Her: How old are you?

Me: 33.

Her: Are you married?

Me: No.

Her: Do you have kids?

Me: No.


Her: You’re looking good!

It sounds like an exaggeration, but that really is how it went.  I’d heard about women in places like Thailand and the Philippines who search out Westerners, either to milk them for money or to marry them to improve their lives.  Over the next few months, Samantha F. and I would chat from time to time.  I learned a bit about her.  She lives in Manila and works at a laundry mat that her sister runs.  She has a dog named Mickey.  Most of her family lives in Mindoro.  She likes to sing and can apparently cook up a mean sinigang, which she promises to make me.

The whole thing was weird, having this woman appear out of nowhere and start chatting to me, and I found myself having great fun with it.  For instance, I read on the brilliant Renxkyoko blog that it’s a tradition in the Philippines for a man to come serenade the woman he desires.  The man will pick whatever night he feels is right, and he’ll sing a love song outside of the woman’s window.  If she loves him back, she’ll open the window and listen to him sing.  On the other hand, if he’s not the one, the window will remain closed.

“I’ll come to your window,” I said once to Samantha F., “and I will serenade you with Open Arms by Journey.  Will you open your window for me?”

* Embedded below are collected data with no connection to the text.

//! Cross-cutting HTTP layers: request logging, security headers and CORS.

use axum::extract::{MatchedPath, Request};
use axum::http::{header, HeaderName, HeaderValue, Method};
use axum::middleware::{from_fn, Next};
use axum::response::Response;
use axum::Router;
use log::{info, warn};
use notekeeper_core::CORS_ANY_ORIGIN;
use std::time::{Duration, Instant};
use tower_http::cors::{AllowOrigin, CorsLayer};
use tower_http::set_header::SetResponseHeaderLayer;
use uuid::Uuid;

use crate::handlers::TOTAL_COUNT_HEADER;

pub const REQUEST_ID_HEADER: &str = "x-request-id";
const CORS_MAX_AGE: Duration = Duration::from_secs(600);

const SECURITY_HEADERS: [(&str, &str); 4] = [
    ("x-content-type-options", "nosniff"),
    ("x-frame-options", "DENY"),
    ("x-xss-protection", "1; mode=block"),
    ("referrer-policy", "strict-origin-when-cross-origin"),
];

/// Wraps `router` with every cross-cutting layer.
pub fn apply(router: Router, cors_origins: &[String]) -> Router {
    let mut router = router.layer(from_fn(log_requests));
    for (name, value) in SECURITY_HEADERS {
        router = router.layer(SetResponseHeaderLayer::overriding(
            HeaderName::from_static(name),
            HeaderValue::from_static(value),
        ));
    }
    router.layer(cors_layer(cors_origins))
}

/// Logs request start and completion with a request id.
///
/// The id is taken from `x-request-id` when present, otherwise generated,
/// and echoed on the response.
pub async fn log_requests(req: Request, next: Next) -> Response {
    let started_at = Instant::now();

    let request_id = req
        .headers()
        .get(REQUEST_ID_HEADER)
        .and_then(|value| value.to_str().ok())
        .map(str::to_string)
        .unwrap_or_else(short_request_id);
    let method = req.method().clone();
    let path = req
        .extensions()
        .get::<MatchedPath>()
        .map(|matched| matched.as_str().to_string())
        .unwrap_or_else(|| req.uri().path().to_string());

    info!(
        "event=http_request module=api status=start request_id={} method={} path={}",
        request_id, method, path
    );

    let mut response = next.run(req).await;
    let status = response.status();
    let duration_ms = started_at.elapsed().as_millis();

    if status.is_server_error() {
        warn!(
            "event=http_request module=api status=error request_id={} method={} path={} http_status={} duration_ms={}",
            request_id,
            method,
            path,
            status.as_u16(),
            duration_ms
        );
    } else {
        info!(
            "event=http_request module=api status=ok request_id={} method={} path={} http_status={} duration_ms={}",
            request_id,
            method,
            path,
            status.as_u16(),
            duration_ms
        );
    }

    if let Ok(value) = HeaderValue::from_str(&request_id) {
        response
            .headers_mut()
            .insert(HeaderName::from_static(REQUEST_ID_HEADER), value);
    }
    response
}

fn short_request_id() -> String {
    Uuid::new_v4().simple().to_string()[..8].to_string()
}

/// Builds the CORS policy for the configured origins.
///
/// A `*` entry allows any origin without credentials; otherwise only the
/// listed origins are allowed, with credentials.
fn cors_layer(origins: &[String]) -> CorsLayer {
    let layer = CorsLayer::new()
        .allow_methods([
            Method::GET,
            Method::POST,
            Method::PUT,
            Method::DELETE,
            Method::OPTIONS,
        ])
        .allow_headers([
            header::ACCEPT,
            header::ACCEPT_LANGUAGE,
            header::CONTENT_LANGUAGE,
            header::CONTENT_TYPE,
            header::AUTHORIZATION,
        ])
        .expose_headers([HeaderName::from_static(TOTAL_COUNT_HEADER)])
        .max_age(CORS_MAX_AGE);

    if origins.iter().any(|origin| origin == CORS_ANY_ORIGIN) {
        info!("event=cors_config module=api status=ok origins=* credentials=false");
        return layer.allow_origin(AllowOrigin::any());
    }

    let allowed: Vec<HeaderValue> = origins
        .iter()
        .filter_map(|origin| match HeaderValue::from_str(origin) {
            Ok(value) => Some(value),
            Err(_) => {
                warn!("event=cors_config module=api status=skipped origin={origin}");
                None
            }
        })
        .collect();
    info!(
        "event=cors_config module=api status=ok origins={} credentials=true",
        origins.join(",")
    );

    layer
        .allow_origin(AllowOrigin::list(allowed))
        .allow_credentials(true)
}
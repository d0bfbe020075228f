//! `notekeeper` executable.
//!
//! # Responsibility
//! - Resolve runtime configuration from an optional TOML file plus flags.
//! - Own process-level setup: logging, database bootstrap, tokio runtime.
//!
//! # Invariants
//! - Configuration is built once here and passed down explicitly.
//! - The logger handle lives until `main` returns so buffered file output
//!   is flushed.

use clap::{Parser, Subcommand};
use log::{error, info};
use notekeeper_api::{router, serve, AppState};
use notekeeper_core::db::{open_db, open_db_in_memory};
use notekeeper_core::{init_logging, Config, DatabaseConfig, NoteService, SqliteNoteStore};
use std::error::Error;
use std::path::PathBuf;
use std::process::ExitCode;

type CliResult<T> = Result<T, Box<dyn Error>>;

#[derive(Debug, Parser)]
#[command(name = "notekeeper", version, about = "Notes REST service")]
struct Cli {
    /// TOML config file. Defaults apply when omitted.
    #[arg(long, short = 'c', value_name = "FILE", global = true)]
    config: Option<PathBuf>,

    /// Override `database.path`. Use `:memory:` for a throwaway database.
    #[arg(long, value_name = "PATH", global = true)]
    database: Option<PathBuf>,

    /// Override `logging.level`.
    #[arg(long, value_name = "LEVEL", global = true)]
    log_level: Option<String>,

    /// Override `logging.log_dir`.
    #[arg(long, value_name = "DIR", global = true)]
    log_dir: Option<PathBuf>,

    #[command(subcommand)]
    command: Command,
}

#[derive(Debug, Subcommand)]
enum Command {
    /// Run the HTTP server.
    Serve {
        /// Override `server.bind`.
        #[arg(long, value_name = "ADDR")]
        bind: Option<String>,

        /// Skip seeding sample notes into an empty database.
        #[arg(long)]
        no_seed: bool,
    },
    /// Create or migrate the database schema.
    InitDb {
        /// Delete every note after migrating.
        #[arg(long)]
        reset: bool,
    },
    /// Insert the built-in sample notes.
    Seed,
}

fn main() -> ExitCode {
    let cli = Cli::parse();
    match run(cli) {
        Ok(()) => ExitCode::SUCCESS,
        Err(err) => {
            error!("event=cli_exit module=cli status=error error={err}");
            eprintln!("notekeeper: {err}");
            ExitCode::FAILURE
        }
    }
}

fn run(cli: Cli) -> CliResult<()> {
    let config = resolve_config(&cli)?;
    let _logger = init_logging(&config.logging)?;
    info!(
        "event=cli_start module=cli status=ok version={} database={}",
        notekeeper_core::core_version(),
        config.database.path.display()
    );

    match cli.command {
        Command::Serve { no_seed, .. } => run_serve(config, no_seed),
        Command::InitDb { reset } => {
            let service = open_service(&config.database)?;
            if reset {
                let removed = service.clear()?;
                println!("database reset, removed {removed} notes");
            } else {
                println!("database ready at {}", config.database.path.display());
            }
            Ok(())
        }
        Command::Seed => {
            let service = open_service(&config.database)?;
            let seeded = service.seed_samples()?;
            println!("inserted {} sample notes", seeded.len());
            Ok(())
        }
    }
}

/// Applies flag overrides on top of the file (or default) config and
/// re-validates the result.
fn resolve_config(cli: &Cli) -> CliResult<Config> {
    let mut config = match &cli.config {
        Some(path) => Config::load(path)?,
        None => Config::default(),
    };

    if let Some(path) = &cli.database {
        config.database.path = path.clone();
    }
    if let Some(level) = &cli.log_level {
        config.logging.level = level.clone();
    }
    if let Some(dir) = &cli.log_dir {
        config.logging.log_dir = Some(dir.clone());
    }
    if let Command::Serve { bind: Some(bind), .. } = &cli.command {
        config.server.bind = bind.clone();
    }

    config.normalize();
    config.validate()?;
    Ok(config)
}

fn open_service(config: &DatabaseConfig) -> CliResult<NoteService<SqliteNoteStore>> {
    let conn = if config.is_in_memory() {
        open_db_in_memory()?
    } else {
        open_db(&config.path)?
    };
    Ok(NoteService::new(SqliteNoteStore::try_new(conn)?))
}

fn run_serve(config: Config, no_seed: bool) -> CliResult<()> {
    let service = open_service(&config.database)?;
    if config.database.auto_seed && !no_seed {
        service.seed_if_empty()?;
    }

    let app = router(AppState::new(service), &config.server);
    let runtime = tokio::runtime::Builder::new_multi_thread()
        .enable_all()
        .build()?;
    runtime.block_on(serve(app, &config.server))?;
    Ok(())
}
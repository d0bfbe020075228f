//! SQLite connection setup for the note store.
//!
//! # Responsibility
//! - Hand out connections whose `notes` schema is current.
//! - Report why a database could not be opened or upgraded.
//!
//! # Invariants
//! - A connection returned by `open_db*` has every schema step applied.
//! - A database written by a newer build is never downgraded or touched.

use std::error::Error;
use std::fmt::{Display, Formatter};

pub mod migrations;
mod open;

pub use open::{open_db, open_db_in_memory};

pub type DbResult<T> = Result<T, DbError>;

/// Failure while opening or upgrading the notes database.
#[derive(Debug)]
pub enum DbError {
    /// Connection-level or pragma failure.
    Sqlite(rusqlite::Error),
    /// The file carries a schema step this build does not know.
    SchemaTooNew { found: u32, supported: u32 },
    /// One schema step failed; nothing from the batch was committed.
    SchemaStep {
        version: u32,
        name: &'static str,
        source: rusqlite::Error,
    },
}

impl Display for DbError {
    fn fmt(&self, f: &mut Formatter<'_>) -> std::fmt::Result {
        match self {
            Self::Sqlite(err) => write!(f, "sqlite: {err}"),
            Self::SchemaTooNew { found, supported } => write!(
                f,
                "notes database is at schema {found}, this build supports up to {supported}"
            ),
            Self::SchemaStep {
                version,
                name,
                source,
            } => write!(f, "schema step {version} ({name}) failed: {source}"),
        }
    }
}

impl Error for DbError {
    fn source(&self) -> Option<&(dyn Error + 'static)> {
        match self {
            Self::Sqlite(err) | Self::SchemaStep { source: err, .. } => Some(err),
            Self::SchemaTooNew { .. } => None,
        }
    }
}

impl From<rusqlite::Error> for DbError {
    fn from(value: rusqlite::Error) -> Self {
        Self::Sqlite(value)
    }
}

“I will wide open window,” she said.

I thought that was neat.  Not every girl would wide open window for me.  And even if they did, no girls would phrase it in that particular way.  It’s not like I talked to Samantha F. a whole lot…just from time to time, and it would always be goofy and sort of flirtatious.  Good harmless fun, I would call it.  Things took a little turn, though.  TTD and I decided to book a trip to the Philippines to visit a mutual friend.  In a flash, Samantha F. was no longer some abstract person a million miles away.  I could conceivably meet her.  I immediately realized that I had to practice my singing and brush up on the Open Arms lyrics.

“You will be in Philippines?” she wrote me on Facebook after I informed everyone of my vacation plans via status update.  This was not good.  I mean, having playful banter with her was pathetic enough; meeting up with her would really make me a loser.  Especially since I was only targeted in the first place because of my American passport.  Is that really what this girl wanted, I asked myself.  To live in America?

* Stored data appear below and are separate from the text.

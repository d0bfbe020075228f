use axum::body::Body;
use axum::http::{HeaderMap, Method, Request, StatusCode};
use axum::Router;
use http_body_util::BodyExt;
use notekeeper_api::{router, AppState};
use notekeeper_core::db::open_db_in_memory;
use notekeeper_core::{Config, NoteService, ServerConfig, SqliteNoteStore};
use serde_json::{json, Value};
use std::collections::HashSet;
use tower::ServiceExt;

fn app() -> Router {
    app_with(&ServerConfig::default())
}

fn app_with(config: &ServerConfig) -> Router {
    let conn = open_db_in_memory().unwrap();
    let service = NoteService::new(SqliteNoteStore::try_new(conn).unwrap());
    router(AppState::new(service), config)
}

async fn send(
    app: &Router,
    method: Method,
    uri: &str,
    body: Option<Value>,
) -> (StatusCode, HeaderMap, Value) {
    let mut builder = Request::builder().method(method).uri(uri);
    let body = match body {
        Some(value) => {
            builder = builder.header("content-type", "application/json");
            Body::from(value.to_string())
        }
        None => Body::empty(),
    };
    let response = app
        .clone()
        .oneshot(builder.body(body).unwrap())
        .await
        .unwrap();

    let status = response.status();
    let headers = response.headers().clone();
    let bytes = response.into_body().collect().await.unwrap().to_bytes();
    let json = if bytes.is_empty() {
        Value::Null
    } else {
        serde_json::from_slice(&bytes).unwrap()
    };
    (status, headers, json)
}

async fn create(app: &Router, body: Value) -> Value {
    let (status, _, json) = send(app, Method::POST, "/api/v1/notes", Some(body)).await;
    assert_eq!(status, StatusCode::CREATED, "create failed: {json}");
    json
}

#[tokio::test]
async fn create_then_get_returns_identical_note() {
    let app = app();
    let created = create(&app, json!({"title": "A", "content": "B"})).await;

    assert_eq!(created["tags"], json!([]));
    assert_eq!(created["archived"], json!(false));
    assert_eq!(created["created_at"], created["updated_at"]);

    let id = created["id"].as_str().unwrap();
    let (status, _, fetched) = send(&app, Method::GET, &format!("/api/v1/notes/{id}"), None).await;
    assert_eq!(status, StatusCode::OK);
    assert_eq!(fetched, created);
}

#[tokio::test]
async fn create_rejects_out_of_range_fields_with_422() {
    let app = app();
    let (status, _, body) = send(
        &app,
        Method::POST,
        "/api/v1/notes",
        Some(json!({"title": "", "content": "x".repeat(10_001)})),
    )
    .await;

    assert_eq!(status, StatusCode::UNPROCESSABLE_ENTITY);
    assert_eq!(body["error_code"], "VALIDATION_ERROR");
    assert_eq!(body["errors"].as_array().unwrap().len(), 2);
    assert!(body["timestamp"].is_string());
}

#[tokio::test]
async fn create_rejects_missing_fields_and_bad_json_with_422() {
    let app = app();
    let (status, _, body) =
        send(&app, Method::POST, "/api/v1/notes", Some(json!({"title": "only"}))).await;
    assert_eq!(status, StatusCode::UNPROCESSABLE_ENTITY);
    assert_eq!(body["error_code"], "VALIDATION_ERROR");

    let request = Request::builder()
        .method(Method::POST)
        .uri("/api/v1/notes")
        .header("content-type", "application/json")
        .body(Body::from("{not json"))
        .unwrap();
    let response = app.clone().oneshot(request).await.unwrap();
    assert_eq!(response.status(), StatusCode::UNPROCESSABLE_ENTITY);
}

#[tokio::test]
async fn delete_returns_204_then_404() {
    let app = app();
    let created = create(&app, json!({"title": "A", "content": "B"})).await;
    let uri = format!("/api/v1/notes/{}", created["id"].as_str().unwrap());

    let (status, _, body) = send(&app, Method::DELETE, &uri, None).await;
    assert_eq!(status, StatusCode::NO_CONTENT);
    assert_eq!(body, Value::Null);

    let (status, _, body) = send(&app, Method::GET, &uri, None).await;
    assert_eq!(status, StatusCode::NOT_FOUND);
    assert_eq!(body["error_code"], "NOT_FOUND");
    assert_eq!(body["detail"], "Note not found");

    let (status, _, _) = send(&app, Method::DELETE, &uri, None).await;
    assert_eq!(status, StatusCode::NOT_FOUND);
}

#[tokio::test]
async fn non_uuid_id_is_not_found() {
    let app = app();
    let (status, _, body) = send(&app, Method::GET, "/api/v1/notes/nope", None).await;
    assert_eq!(status, StatusCode::NOT_FOUND);
    assert_eq!(body["error_code"], "NOT_FOUND");
}

#[tokio::test]
async fn update_applies_only_supplied_fields() {
    let app = app();
    let created = create(
        &app,
        json!({"title": "t", "content": "c", "tags": ["a", "b"]}),
    )
    .await;
    let uri = format!("/api/v1/notes/{}", created["id"].as_str().unwrap());

    let (status, _, updated) =
        send(&app, Method::PUT, &uri, Some(json!({"archived": true}))).await;
    assert_eq!(status, StatusCode::OK);
    assert_eq!(updated["archived"], json!(true));
    assert_eq!(updated["title"], created["title"]);
    assert_eq!(updated["content"], created["content"]);
    assert_eq!(updated["tags"], json!(["a", "b"]));
    assert_eq!(updated["created_at"], created["created_at"]);

    let (status, _, cleared) = send(&app, Method::PUT, &uri, Some(json!({"tags": []}))).await;
    assert_eq!(status, StatusCode::OK);
    assert_eq!(cleared["tags"], json!([]));
    assert_eq!(cleared["archived"], json!(true));
}

#[tokio::test]
async fn update_rejects_null_title_and_missing_note() {
    let app = app();
    let created = create(&app, json!({"title": "t", "content": "c"})).await;
    let uri = format!("/api/v1/notes/{}", created["id"].as_str().unwrap());

    let (status, _, body) = send(&app, Method::PUT, &uri, Some(json!({"title": null}))).await;
    assert_eq!(status, StatusCode::UNPROCESSABLE_ENTITY);
    assert_eq!(body["errors"][0]["field"], "title");

    let missing = "/api/v1/notes/00000000-0000-4000-8000-000000000000";
    let (status, _, _) = send(&app, Method::PUT, missing, Some(json!({"title": "x"}))).await;
    assert_eq!(status, StatusCode::NOT_FOUND);
}

#[tokio::test]
async fn list_paginates_fifteen_notes_without_overlap() {
    let app = app();
    for idx in 0..15 {
        create(&app, json!({"title": format!("note {idx}"), "content": "body"})).await;
    }

    let (status, headers, first) =
        send(&app, Method::GET, "/api/v1/notes?page=1&per_page=10", None).await;
    assert_eq!(status, StatusCode::OK);
    assert_eq!(headers["x-total-count"], "15");
    let (_, _, second) = send(&app, Method::GET, "/api/v1/notes?page=2&per_page=10", None).await;

    let first = first.as_array().unwrap();
    let second = second.as_array().unwrap();
    assert_eq!(first.len(), 10);
    assert_eq!(second.len(), 5);

    let first_ids: HashSet<&str> = first.iter().map(|note| note["id"].as_str().unwrap()).collect();
    assert!(second
        .iter()
        .all(|note| !first_ids.contains(note["id"].as_str().unwrap())));
}

#[tokio::test]
async fn list_filters_by_search_and_archived() {
    let app = app();
    create(&app, json!({"title": "foo one", "content": "x", "archived": true})).await;
    create(&app, json!({"title": "two", "content": "has foo"})).await;
    create(&app, json!({"title": "Foo three", "content": "x"})).await;

    let count = |uri: &'static str| {
        let app = app.clone();
        async move {
            let (status, _, body) = send(&app, Method::GET, uri, None).await;
            assert_eq!(status, StatusCode::OK);
            body.as_array().unwrap().len()
        }
    };

    assert_eq!(count("/api/v1/notes").await, 3);
    assert_eq!(count("/api/v1/notes?search=foo").await, 2);
    assert_eq!(count("/api/v1/notes?archived=true").await, 1);
    assert_eq!(count("/api/v1/notes?archived=false").await, 2);
    assert_eq!(count("/api/v1/notes?search=foo&archived=false").await, 1);
    assert_eq!(count("/api/v1/notes?archived=yes").await, 1);
    assert_eq!(count("/api/v1/notes?archived=0").await, 2);
}

#[tokio::test]
async fn list_rejects_invalid_query_params() {
    let app = app();
    for uri in [
        "/api/v1/notes?page=0",
        "/api/v1/notes?per_page=101",
        "/api/v1/notes?per_page=0",
        "/api/v1/notes?page=abc",
        "/api/v1/notes?archived=maybe",
    ] {
        let (status, _, body) = send(&app, Method::GET, uri, None).await;
        assert_eq!(status, StatusCode::UNPROCESSABLE_ENTITY, "uri: {uri}");
        assert_eq!(body["error_code"], "VALIDATION_ERROR");
    }
}

#[tokio::test]
async fn root_health_and_headers() {
    let app = app();
    let (status, headers, body) = send(&app, Method::GET, "/health", None).await;
    assert_eq!(status, StatusCode::OK);
    assert_eq!(body, json!({"status": "healthy"}));
    assert_eq!(headers["x-content-type-options"], "nosniff");
    assert_eq!(headers["x-frame-options"], "DENY");
    assert!(headers.contains_key("x-request-id"));

    let (status, _, body) = send(&app, Method::GET, "/", None).await;
    assert_eq!(status, StatusCode::OK);
    assert_eq!(body["message"], "Notes API");

    let (status, _, body) = send(&app, Method::GET, "/nowhere", None).await;
    assert_eq!(status, StatusCode::NOT_FOUND);
    assert_eq!(body["error_code"], "NOT_FOUND");
}

#[tokio::test]
async fn cors_allows_configured_origin_only() {
    let app = app();
    let allowed = app
        .clone()
        .oneshot(preflight("http://localhost:3000"))
        .await
        .unwrap();
    assert_eq!(
        allowed.headers()["access-control-allow-origin"],
        "http://localhost:3000"
    );
    assert_eq!(allowed.headers()["access-control-allow-credentials"], "true");

    let denied = app
        .clone()
        .oneshot(preflight("http://evil.example"))
        .await
        .unwrap();
    assert!(!denied
        .headers()
        .contains_key("access-control-allow-origin"));
}

#[tokio::test]
async fn wildcard_origin_config_builds_router_and_allows_any_origin() {
    let config = Config::from_toml_str("[server]\ncors_origins = [\"*\"]\n").unwrap();
    let app = app_with(&config.server);

    let response = app
        .clone()
        .oneshot(preflight("http://anywhere.example"))
        .await
        .unwrap();
    assert_eq!(response.headers()["access-control-allow-origin"], "*");
    assert!(!response
        .headers()
        .contains_key("access-control-allow-credentials"));

    let (status, _, _) = send(&app, Method::GET, "/health", None).await;
    assert_eq!(status, StatusCode::OK);
}

fn preflight(origin: &'static str) -> Request<Body> {
    Request::builder()
        .method(Method::OPTIONS)
        .uri("/api/v1/notes")
        .header("origin", origin)
        .header("access-control-request-method", "POST")
        .body(Body::empty())
        .unwrap()
}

In all honesty, there’s a part of me that wanted to meet up with her.  Not so much because I thought we’d ‘fall in love’ or something (and not because of horniness, get that out of your dirty mind), but because I thought it would just make a really whacky story.  You know, because I spend a significant portion of my life trying to do things to blog about.

“Hey,” I said to TTD, “would you be upset if some random Filipina laundry girl met up with us at the airport?”

She just looked at me with that I-will-stab-you look of hers.

So that was settled.  Next week, when I fly to the Philippines, I shall not go anywhere near Samantha F. or her wide open window.  It’s too weird and sleazy.  I talked to her last night, about nothing in particular.  She had spent her holidays in Mindoro and was telling me about it.  The pictures looked breathtaking, the island beach and the spectacular sunset.

“Oh I’m drunk,” she said about her time there.  “Happy happy together with friend.  I sing to Mindoro.”

She meant that she got drunk on the beach with her friend and sang to the island.  I pictured that and wondered how anyone could think that wasn’t paradise.  To drink on a warm island at sunset and sing to the land and the water.

“I sang Filipino song,” she continued.  “It was beautiful ‘cause I was drunk and sing the wrong lyrics.”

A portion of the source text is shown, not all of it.